The purpose of today's activity is to explore these random number commands,
while investigating probabilities of certain random events and their means
(average or expected values).
Ideally, each group should have at least one TI-83 calculator. If there
are not enough TI-83s in the class, a group with an 82 or an 85 will work.
If there are still not enough calculators, some groups will have to use
the random digits table. The first two parts of this activity give a brief
introduction to generating random numbers on the TI-83 and TI-82 or 85
calculators. You only need to read these sections if you have such a calculator,
and you only need to read the section about your calculator.
For all calculators, you should realize that the
calculators essentially have a long list of random numbers in them. Most
calculators will generate the same list of random numbers, each time you
turn them on. You can reset the calculator to give different random
numbers by changing the seed. On all of the TI calculators, this
is done by storing a value to the variable named rand. Change the
seed by selecting some HUGE number (of your choice) and storing the value
in rand. To accomplish this, type out the huge number, press [STO>],
then open the [MATH] menu and its [PROB] sub menu. Select
rand and press
[ENTER]. This is necessary to prevent
all groups from generating the same data, so be sure to do
this now.
TI-83 Random number generators
The TI-83 has many useful random number commands. We'll look at these three:
-
rand Located on the [MATH][PROB] sub menu, this is used
to change the seed (see above) and generate real numbers
from 0 to 1. If you simply execute the rand command, it will return
one number between 0 and 1. If you want 7 random numbers from 0 to 1, enter
the command rand(7). This command is handy for uses similar to
Table B, where you declare certain numbers to represent individuals with
a property, and the remaining numbers to represent individuals without
that property. The rand command gives decimals while the table
has digits. Often, decimals are better. If you want samples of size 15
from a population where p = 0.47 have a property, assign values less than
or equal to 0.47 as having the property, values larger than 0.47 as not
having the property, and issue the command rand(15). Each of the
15 generated numbers which is less than or equal to 0.47 counts as someone
who has the property, and those numbers larger than 0.47 indicate an individual
without the property. The 15 numbers will appear in a single line. Use
the arrow keys (left and right) to scroll through them all. Fortunately,
this style of coding, or assigning values to decimals to indicate which
do or do not have a property, is rarely needed for those of you with a
TI-83. The commands below will, most often, remove the need for such assigning
of values.
-
randInt the 5th command on the [MATH][PROB] sub
menu is used to generate any number of integers (whole numbers) from any
starting value to any ending value (as in whole numbers from 1 to 24 or
something). A single roll of a die produces a value from 1 to 6 (all values
are equally likely). To simulate the rolling of 4 dice, just enter the
command randInt(1,6,4) (see the left screen below). The screen
indicates that you rolled three 3s and a 1. If you've labeled your population
with numbers from 1 to 36, and you need a random sample of size 5, try
the command randInt(1,36,5) (see the right screen below).

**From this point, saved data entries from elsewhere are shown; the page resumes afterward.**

use serde_json::{Map, Value};
use validator::Validate;

use crate::domain::{
    common::entities::app_errors::{CoreError, FieldViolation},
    product::{
        entities::{ProductIngredient, SafetyRating, UserSentiment},
        value_objects::{InsertProduct, ProductAnalysis},
    },
};

/// Checks a decoded model reply against the [`ProductAnalysis`] shape.
///
/// Every offending field is reported, not just the first one. Unknown fields
/// are ignored, `null` optional fields count as absent and a missing
/// `safetyRating` defaults to `safe`.
pub fn validate_analysis(payload: &Value) -> Result<ProductAnalysis, CoreError> {
    let Some(object) = payload.as_object() else {
        return Err(CoreError::validation("$", "expected an object"));
    };

    let mut checker = ShapeChecker::default();

    let product_name = checker.required_string(object, "", "productName");
    let category = checker.required_string(object, "", "category");
    let brand = checker.required_string(object, "", "brand");
    let key_ingredients = checker.ingredients(object);
    let usage_instructions = checker.required_string(object, "", "usageInstructions");
    let warnings = checker.required_string(object, "", "warnings");
    let expiry_date = checker.optional_string(object, "", "expiryDate");
    let time_left = checker.optional_string(object, "", "timeLeft");
    let recommended_for = checker.required_string(object, "", "recommendedFor");
    let not_recommended_for = checker.required_string(object, "", "notRecommendedFor");
    let user_sentiment = checker.user_sentiment(object);

    if !checker.violations.is_empty() {
        return Err(CoreError::Validation(checker.violations));
    }

    Ok(ProductAnalysis {
        product_name: product_name.unwrap_or_default(),
        category: category.unwrap_or_default(),
        brand: brand.unwrap_or_default(),
        key_ingredients: key_ingredients.unwrap_or_default(),
        usage_instructions: usage_instructions.unwrap_or_default(),
        warnings: warnings.unwrap_or_default(),
        expiry_date,
        time_left,
        recommended_for: recommended_for.unwrap_or_default(),
        not_recommended_for: not_recommended_for.unwrap_or_default(),
        user_sentiment: user_sentiment.unwrap_or_default(),
    })
}

/// Parses raw model text and validates it; malformed JSON is an upstream failure.
pub fn parse_analysis(raw: &str) -> Result<ProductAnalysis, CoreError> {
    if raw.trim().is_empty() {
        return Err(CoreError::ExternalServiceError(
            "Empty response from LLM".to_string(),
        ));
    }

    let value: Value = serde_json::from_str(raw).map_err(|e| {
        tracing::error!("Failed to parse LLM response: {}", e);
        CoreError::ExternalServiceError(format!("Failed to parse LLM response: {}", e))
    })?;

    validate_analysis(&value)
}

pub fn validate_insert(product: &InsertProduct) -> Result<(), CoreError> {
    product.validate().map_err(CoreError::from)
}

#[derive(Default)]
struct ShapeChecker {
    violations: Vec<FieldViolation>,
}

impl ShapeChecker {
    fn reject(&mut self, path: String, message: &str) {
        self.violations.push(FieldViolation::new(path, message));
    }

    fn required_string(
        &mut self,
        object: &Map<String, Value>,
        prefix: &str,
        key: &str,
    ) -> Option<String> {
        let path = join(prefix, key);
        match object.get(key) {
            Some(Value::String(s)) => Some(s.clone()),
            None | Some(Value::Null) => {
                self.reject(path, "is required");
                None
            }
            Some(_) => {
                self.reject(path, "expected a string");
                None
            }
        }
    }

    fn optional_string(
        &mut self,
        object: &Map<String, Value>,
        prefix: &str,
        key: &str,
    ) -> Option<String> {
        match object.get(key) {
            Some(Value::String(s)) => Some(s.clone()),
            None | Some(Value::Null) => None,
            Some(_) => {
                self.reject(join(prefix, key), "expected a string");
                None
            }
        }
    }

    fn string_list(
        &mut self,
        object: &Map<String, Value>,
        prefix: &str,
        key: &str,
    ) -> Option<Vec<String>> {
        let path = join(prefix, key);
        let items = match object.get(key) {
            Some(Value::Array(items)) => items,
            None | Some(Value::Null) => {
                self.reject(path, "is required");
                return None;
            }
            Some(_) => {
                self.reject(path, "expected an array");
                return None;
            }
        };

        let mut values = Vec::with_capacity(items.len());
        for (index, item) in items.iter().enumerate() {
            match item.as_str() {
                Some(s) => values.push(s.to_string()),
                None => self.reject(format!("{}[{}]", path, index), "expected a string"),
            }
        }
        Some(values)
    }

    fn ingredients(&mut self, object: &Map<String, Value>) -> Option<Vec<ProductIngredient>> {
        let items = match object.get("keyIngredients") {
            Some(Value::Array(items)) => items,
            None | Some(Value::Null) => {
                self.reject("keyIngredients".to_string(), "is required");
                return None;
            }
            Some(_) => {
                self.reject("keyIngredients".to_string(), "expected an array");
                return None;
            }
        };

        let mut ingredients = Vec::with_capacity(items.len());
        for (index, item) in items.iter().enumerate() {
            let prefix = format!("keyIngredients[{}]", index);
            let Some(entry) = item.as_object() else {
                self.reject(prefix, "expected an object");
                continue;
            };

            let name = self.required_string(entry, &prefix, "name");
            let function = self.required_string(entry, &prefix, "function");
            let benefits = self.required_string(entry, &prefix, "benefits");
            let side_effects = self.required_string(entry, &prefix, "sideEffects");
            let safety_rating = self.safety_rating(entry, &prefix);

            if let (Some(name), Some(function), Some(benefits), Some(side_effects), Some(rating)) =
                (name, function, benefits, side_effects, safety_rating)
            {
                ingredients.push(ProductIngredient {
                    name,
                    function,
                    benefits,
                    side_effects,
                    safety_rating: rating,
                });
            }
        }
        Some(ingredients)
    }

    fn safety_rating(&mut self, entry: &Map<String, Value>, prefix: &str) -> Option<SafetyRating> {
        let path = join(prefix, "safetyRating");
        match entry.get("safetyRating") {
            None | Some(Value::Null) => Some(SafetyRating::default()),
            Some(Value::String(s)) => match SafetyRating::parse(s) {
                Some(rating) => Some(rating),
                None => {
                    self.reject(path, "expected one of: safe, caution, warning");
                    None
                }
            },
            Some(_) => {
                self.reject(path, "expected one of: safe, caution, warning");
                None
            }
        }
    }

    fn user_sentiment(&mut self, object: &Map<String, Value>) -> Option<UserSentiment> {
        let sentiment = match object.get("userSentiment") {
            Some(Value::Object(sentiment)) => sentiment,
            None | Some(Value::Null) => {
                self.reject("userSentiment".to_string(), "is required");
                return None;
            }
            Some(_) => {
                self.reject("userSentiment".to_string(), "expected an object");
                return None;
            }
        };

        let pros = self.string_list(sentiment, "userSentiment", "pros");
        let cons = self.string_list(sentiment, "userSentiment", "cons");
        let review_summary = self.required_string(sentiment, "userSentiment", "reviewSummary");

        Some(UserSentiment {
            pros: pros?,
            cons: cons?,
            review_summary: review_summary?,
        })
    }
}

fn join(prefix: &str, key: &str) -> String {
    if prefix.is_empty() {
        key.to_string()
    } else {
        format!("{}.{}", prefix, key)
    }
}

#[cfg(test)]
mod tests {
    use serde_json::json;

    use super::*;

    fn valid_payload() -> Value {
        json!({
            "productName": "Hydrating Cleanser",
            "category": "Skincare",
            "brand": "CeraVe",
            "keyIngredients": [
                {
                    "name": "Ceramides",
                    "function": "Barrier repair",
                    "benefits": "Restores the skin barrier",
                    "sideEffects": "None known",
                    "safetyRating": "safe"
                },
                {
                    "name": "Fragrance",
                    "function": "Scent",
                    "benefits": "Pleasant smell",
                    "sideEffects": "Can irritate sensitive skin"
                }
            ],
            "usageInstructions": "Massage onto wet skin and rinse.",
            "warnings": "For external use only.",
            "expiryDate": "2026-01",
            "recommendedFor": "Dry skin",
            "notRecommendedFor": "Fragrance allergies",
            "userSentiment": {
                "pros": ["Gentle"],
                "cons": ["Does not remove makeup"],
                "reviewSummary": "Well liked for daily use."
            },
            "confidence": 0.93
        })
    }

    fn fields(err: CoreError) -> Vec<String> {
        match err {
            CoreError::Validation(violations) => violations.into_iter().map(|v| v.field).collect(),
            other => panic!("expected validation error, got {other:?}"),
        }
    }

    #[test]
    fn accepts_valid_payload_and_defaults_rating() {
        let analysis = validate_analysis(&valid_payload()).unwrap();

        assert_eq!(analysis.product_name, "Hydrating Cleanser");
        assert_eq!(analysis.key_ingredients.len(), 2);
        assert_eq!(analysis.key_ingredients[1].safety_rating, SafetyRating::Safe);
        assert_eq!(analysis.expiry_date.as_deref(), Some("2026-01"));
        assert_eq!(analysis.time_left, None);
    }

    #[test]
    fn missing_user_sentiment_is_rejected() {
        let mut payload = valid_payload();
        payload.as_object_mut().unwrap().remove("userSentiment");

        assert_eq!(fields(validate_analysis(&payload).unwrap_err()), vec!["userSentiment"]);
    }

    #[test]
    fn reports_every_offending_field() {
        let mut payload = valid_payload();
        let object = payload.as_object_mut().unwrap();
        object.remove("brand");
        object.insert("warnings".into(), json!(42));
        object["keyIngredients"][0]["safetyRating"] = json!("dangerous");
        object["userSentiment"]["pros"] = json!(["ok", 3]);

        assert_eq!(
            fields(validate_analysis(&payload).unwrap_err()),
            vec![
                "brand",
                "keyIngredients[0].safetyRating",
                "warnings",
                "userSentiment.pros[1]",
            ]
        );
    }

    #[test]
    fn null_optionals_are_absent() {
        let mut payload = valid_payload();
        payload["expiryDate"] = Value::Null;
        payload["timeLeft"] = Value::Null;

        let analysis = validate_analysis(&payload).unwrap();
        assert_eq!(analysis.expiry_date, None);
        assert_eq!(analysis.time_left, None);
    }

    #[test]
    fn non_object_payload_is_rejected() {
        assert_eq!(fields(validate_analysis(&json!([1, 2])).unwrap_err()), vec!["$"]);
    }

    #[test]
    fn unparseable_text_is_an_upstream_failure() {
        assert!(matches!(
            parse_analysis("not json").unwrap_err(),
            CoreError::ExternalServiceError(_)
        ));
        assert!(matches!(
            parse_analysis("  ").unwrap_err(),
            CoreError::ExternalServiceError(_)
        ));
    }

    #[test]
    fn insert_rejects_malformed_image_url() {
        let analysis = validate_analysis(&valid_payload()).unwrap();
        let mut insert = InsertProduct::from(analysis);
        assert!(validate_insert(&insert).is_ok());

        insert.image_url = Some("not a url".to_string());
        assert_eq!(fields(validate_insert(&insert).unwrap_err()).len(), 1);
    }
}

Interpret the numbers given as the random sample of size 5. The screen
shows the sample 23, 12, 35, 27 and 22, so those individuals will comprise
your random sample of size 5. If some value is repeated, issue the command
randInt(1,36) (several times if needed) until a new person is
generated.

The general syntax for this command is
randInt(start, end, num)
This will give num integers, each with a value from
start
to end. Repeating the command (normally you can just type [ENTER]
to repeat the last command) will give another sample of size
num
from the integers from start to end!
-
randBin the 7th command on the [MATH][PROB] sub menu can
be used for many simulations. Of particular interest for us is selecting
a sample of size N from a population where p (a decimal like 0.05 for 5%,
or a fraction like 1/6 for 1 in 6) represents the proportion of people
who have a given property. If you simply want to know how many (out of
N) have the property, issue the command randBin(N,p) and the calculator
returns the total number of people who have the property. If you want a
sample of size 100 from a population where 40% have a property, the command
randBin(100,
0.4) will give the count (out of an SRS of size 100) which have this
property. The left screen below indicates that 47 out of 100 have the property,
so 53 out of 100 did not have the property.

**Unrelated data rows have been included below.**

use axum::{
    Json,
    http::StatusCode,
    response::{IntoResponse, Response as AxumResponse},
};
use serde::Serialize;

#[allow(clippy::upper_case_acronyms)]
pub enum Response<T: Serialize> {
    OK(T),
}

impl<T: Serialize> IntoResponse for Response<T> {
    fn into_response(self) -> AxumResponse {
        match self {
            Response::OK(data) => (StatusCode::OK, Json(data)).into_response(),
        }
    }
}
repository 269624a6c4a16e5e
pub mod products;
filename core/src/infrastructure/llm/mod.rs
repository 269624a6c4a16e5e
pub mod gemini_client;

pub use gemini_client::GeminiLLMClient;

On the other hand, there are situations where you need to know
which individuals had the property and which did not. For example, if team
A is better than team B, say team A wins 60% of all matches played against
team B, and you are interested in knowing how long a best of seven series
lasts (how many matches are required before one team wins 4 matches), you
need to know more than who won the series. The command randBin(7,0.6)
will indicate the number of games won by team A. If the result is 4 or
more, team A won the series. If the result is 3 or less, team B won the
series (so A lost). If the result is 5, you cannot tell how long the series
lasted. Perhaps team A's record was WWWWWLL (5 wins then 2 loses), but
it may also have been LLWWWWW or LWWWWL (or many other possible win-loss
records with 5 wins and 2 losses). If you want to know not only who won
the series, but who the winner of each match was, the randBin
command can be used to tell you this as well. The command randBin(1,p,N)

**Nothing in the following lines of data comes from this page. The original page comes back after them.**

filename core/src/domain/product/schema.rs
use chrono::NaiveDate;
use serde_json::json;

/// Returns the JSON schema constraining the model's product analysis reply
pub fn get_product_analysis_schema() -> serde_json::Value {
    json!({
        "type": "object",
        "properties": {
            "productName": { "type": "string" },
            "category": { "type": "string" },
            "brand": { "type": "string" },
            "keyIngredients": {
                "type": "array",
                "items": {
                    "type": "object",
                    "properties": {
                        "name": { "type": "string" },
                        "function": { "type": "string" },
                        "benefits": { "type": "string" },
                        "sideEffects": { "type": "string" },
                        "safetyRating": {
                            "type": "string",
                            "enum": ["safe", "caution", "warning"]
                        }
                    },
                    "required": ["name", "function", "benefits", "sideEffects", "safetyRating"]
                }
            },
            "usageInstructions": { "type": "string" },
            "warnings": { "type": "string" },
            "expiryDate": { "type": "string" },
            "timeLeft": { "type": "string" },
            "recommendedFor": { "type": "string" },
            "notRecommendedFor": { "type": "string" },
            "userSentiment": {
                "type": "object",
                "properties": {
                    "pros": { "type": "array", "items": { "type": "string" } },
                    "cons": { "type": "array", "items": { "type": "string" } },
                    "reviewSummary": { "type": "string" }
                },
                "required": ["pros", "cons", "reviewSummary"]
            }
        },
        "required": [
            "productName", "category", "brand", "keyIngredients", "usageInstructions",
            "warnings", "recommendedFor", "notRecommendedFor", "userSentiment"
        ]
    })
}

/// Instruction sent alongside every package image. `today` anchors the time-left estimate.
pub fn build_analysis_prompt(today: NaiveDate) -> String {
    format!(
        "You are an expert consumer product analyst with access to scientific and market knowledge.

A user has provided an image of a product package. Extract any text from the image and analyze it.

Based on the text and visual information, do the following:

1. Identify the product name, type, and brand.
2. List all ingredients and describe:
   - What each ingredient is
   - Its benefits
   - Known side effects or health risks
   - Safety rating (safe, caution, warning)
3. Extract:
   - Usage instructions
   - Health warnings
   - Expiry date (if any)
4. Estimate how much time is left to use it (assume today is {})
5. Determine who should or shouldn't use this product
6. Simulate a realistic review summary

Return everything in the exact JSON format specified in the schema.",
        today.format("%-m/%-d/%Y")
    )
}

#[cfg(test)]
mod tests {
    use super::*;

    #[test]
    fn prompt_embeds_today() {
        let today = NaiveDate::from_ymd_opt(2025, 3, 7).unwrap();
        let prompt = build_analysis_prompt(today);
        assert!(prompt.contains("assume today is 3/7/2025"));
        assert!(prompt.contains("Safety rating (safe, caution, warning)"));
    }

    #[test]
    fn schema_requires_sentiment_but_not_expiry() {
        let schema = get_product_analysis_schema();
        let required: Vec<&str> = schema["required"]
            .as_array()
            .unwrap()
            .iter()
            .filter_map(|v| v.as_str())
            .collect();
        assert!(required.contains(&"userSentiment"));
        assert!(!required.contains(&"expiryDate"));
        assert!(!required.contains(&"timeLeft"));
    }
}
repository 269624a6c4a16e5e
use std::sync::Arc;

use productlens_core::application::ProductLensService;

use crate::args::Args;

#[derive(Clone)]
pub struct AppState {
    pub args: Arc<Args>,
    pub service: ProductLensService,
}

impl AppState {
    pub fn new(args: Arc<Args>, service: ProductLensService) -> Self {
        Self { args, service }
    }
}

will return N values, each is a 0 or a 1. Interpret the value 0 as a loss
and 1 as a win, in a series of games where wins occur with proportion p.
The command randBin(1,0.6,7) will not only indicate if team A
won the series (meaning there are 4 or more 1s returned), but which team
won each game (a 1 means A won, a 0 means B won), so you can look at the
result and decide how long the series lasted. The right screen above indicates
that team A won the series in 5 games (team A won matches 1,2,4, 5, and
7, while team B won matches 3 and 6). Matches 6 and 7 never happened as
the series was over by that time. When you need to know not only the total
number in a sample who have a property (like A won a match), but which
individuals possess the property and which do not, use the randBin(1,p,N)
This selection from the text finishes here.